*** Begin section ***
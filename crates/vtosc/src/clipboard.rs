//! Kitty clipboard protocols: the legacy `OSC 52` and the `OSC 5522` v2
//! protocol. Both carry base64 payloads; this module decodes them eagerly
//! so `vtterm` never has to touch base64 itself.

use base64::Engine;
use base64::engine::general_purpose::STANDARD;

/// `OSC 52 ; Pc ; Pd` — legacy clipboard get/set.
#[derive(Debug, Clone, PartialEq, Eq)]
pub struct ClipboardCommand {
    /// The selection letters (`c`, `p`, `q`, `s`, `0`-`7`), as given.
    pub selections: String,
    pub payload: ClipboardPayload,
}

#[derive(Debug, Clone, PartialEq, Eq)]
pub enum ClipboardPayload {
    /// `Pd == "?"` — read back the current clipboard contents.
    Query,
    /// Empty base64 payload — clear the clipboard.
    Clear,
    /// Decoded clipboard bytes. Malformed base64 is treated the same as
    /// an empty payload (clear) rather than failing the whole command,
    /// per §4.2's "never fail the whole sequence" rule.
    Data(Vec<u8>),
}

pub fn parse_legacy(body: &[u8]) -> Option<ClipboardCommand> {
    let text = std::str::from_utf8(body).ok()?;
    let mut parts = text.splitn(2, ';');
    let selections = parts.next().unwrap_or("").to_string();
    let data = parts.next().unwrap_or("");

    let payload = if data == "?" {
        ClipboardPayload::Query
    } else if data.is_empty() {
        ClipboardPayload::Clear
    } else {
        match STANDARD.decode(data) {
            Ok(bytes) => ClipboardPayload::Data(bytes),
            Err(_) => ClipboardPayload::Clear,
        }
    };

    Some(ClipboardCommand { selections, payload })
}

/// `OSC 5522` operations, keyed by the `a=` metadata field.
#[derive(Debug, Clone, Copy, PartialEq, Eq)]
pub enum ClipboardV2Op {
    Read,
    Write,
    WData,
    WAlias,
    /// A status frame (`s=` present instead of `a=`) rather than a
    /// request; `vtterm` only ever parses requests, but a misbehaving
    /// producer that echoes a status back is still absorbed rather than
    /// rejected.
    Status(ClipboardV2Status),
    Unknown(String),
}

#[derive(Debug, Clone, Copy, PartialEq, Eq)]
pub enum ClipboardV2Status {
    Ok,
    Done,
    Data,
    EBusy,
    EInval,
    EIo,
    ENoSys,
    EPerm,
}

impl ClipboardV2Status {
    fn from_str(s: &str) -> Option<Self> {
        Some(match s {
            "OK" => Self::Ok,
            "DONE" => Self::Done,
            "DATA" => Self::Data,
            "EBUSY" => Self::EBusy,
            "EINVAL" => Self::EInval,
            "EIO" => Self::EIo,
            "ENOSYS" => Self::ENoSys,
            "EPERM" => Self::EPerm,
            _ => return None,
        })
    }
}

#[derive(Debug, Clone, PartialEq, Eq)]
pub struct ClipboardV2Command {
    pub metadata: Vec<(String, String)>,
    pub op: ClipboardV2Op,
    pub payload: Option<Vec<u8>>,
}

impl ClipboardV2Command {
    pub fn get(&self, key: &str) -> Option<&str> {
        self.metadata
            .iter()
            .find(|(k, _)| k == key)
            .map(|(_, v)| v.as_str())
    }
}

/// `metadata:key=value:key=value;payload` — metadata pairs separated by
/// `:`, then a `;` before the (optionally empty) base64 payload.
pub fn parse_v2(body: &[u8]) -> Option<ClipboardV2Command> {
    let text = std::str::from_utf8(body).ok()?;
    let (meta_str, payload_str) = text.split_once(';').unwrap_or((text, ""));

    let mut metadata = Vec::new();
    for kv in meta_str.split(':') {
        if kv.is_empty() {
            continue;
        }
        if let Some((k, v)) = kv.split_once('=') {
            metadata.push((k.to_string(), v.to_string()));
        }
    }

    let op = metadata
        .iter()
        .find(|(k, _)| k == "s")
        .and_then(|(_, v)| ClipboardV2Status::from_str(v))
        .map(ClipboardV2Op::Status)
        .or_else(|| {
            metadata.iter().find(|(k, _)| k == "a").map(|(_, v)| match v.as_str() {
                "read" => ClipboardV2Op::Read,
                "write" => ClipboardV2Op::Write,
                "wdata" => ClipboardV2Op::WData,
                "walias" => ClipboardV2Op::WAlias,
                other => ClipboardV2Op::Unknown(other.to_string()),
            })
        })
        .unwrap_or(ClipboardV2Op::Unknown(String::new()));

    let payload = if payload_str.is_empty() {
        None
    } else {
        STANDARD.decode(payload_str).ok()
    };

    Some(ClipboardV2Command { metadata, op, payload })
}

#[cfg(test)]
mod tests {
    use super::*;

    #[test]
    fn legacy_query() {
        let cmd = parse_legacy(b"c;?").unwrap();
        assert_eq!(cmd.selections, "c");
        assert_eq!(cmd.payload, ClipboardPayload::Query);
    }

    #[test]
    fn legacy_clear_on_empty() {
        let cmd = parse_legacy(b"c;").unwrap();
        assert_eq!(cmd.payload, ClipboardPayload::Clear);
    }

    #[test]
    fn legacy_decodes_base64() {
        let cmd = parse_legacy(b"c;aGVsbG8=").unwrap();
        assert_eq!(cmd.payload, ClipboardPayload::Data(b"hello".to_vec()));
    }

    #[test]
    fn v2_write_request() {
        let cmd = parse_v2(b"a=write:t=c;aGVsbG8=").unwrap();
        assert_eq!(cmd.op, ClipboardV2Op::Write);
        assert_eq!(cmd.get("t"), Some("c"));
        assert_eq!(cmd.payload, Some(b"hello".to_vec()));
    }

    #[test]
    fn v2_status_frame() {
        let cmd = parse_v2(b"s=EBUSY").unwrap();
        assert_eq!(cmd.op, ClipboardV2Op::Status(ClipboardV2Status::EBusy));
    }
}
*** End section ***
*INSTRUCTIONS TO FOLLOW*:
The reply should hold only the lines from the first line of the listing above through the line with "let mut parts = text.splitn(2, ';');", each copied exactly.

*WORKED SOLUTION*:
filename crates/vtosc/src/clipboard.rs
//! Kitty clipboard protocols: the legacy `OSC 52` and the `OSC 5522` v2
//! protocol. Both carry base64 payloads; this module decodes them eagerly
//! so `vtterm` never has to touch base64 itself.

use base64::Engine;
use base64::engine::general_purpose::STANDARD;

/// `OSC 52 ; Pc ; Pd` — legacy clipboard get/set.
#[derive(Debug, Clone, PartialEq, Eq)]
pub struct ClipboardCommand {
    /// The selection letters (`c`, `p`, `q`, `s`, `0`-`7`), as given.
    pub selections: String,
    pub payload: ClipboardPayload,
}

#[derive(Debug, Clone, PartialEq, Eq)]
pub enum ClipboardPayload {
    /// `Pd == "?"` — read back the current clipboard contents.
    Query,
    /// Empty base64 payload — clear the clipboard.
    Clear,
    /// Decoded clipboard bytes. Malformed base64 is treated the same as
    /// an empty payload (clear) rather than failing the whole command,
    /// per §4.2's "never fail the whole sequence" rule.
    Data(Vec<u8>),
}

pub fn parse_legacy(body: &[u8]) -> Option<ClipboardCommand> {
    let text = std::str::from_utf8(body).ok()?;
    let mut parts = text.splitn(2, ';');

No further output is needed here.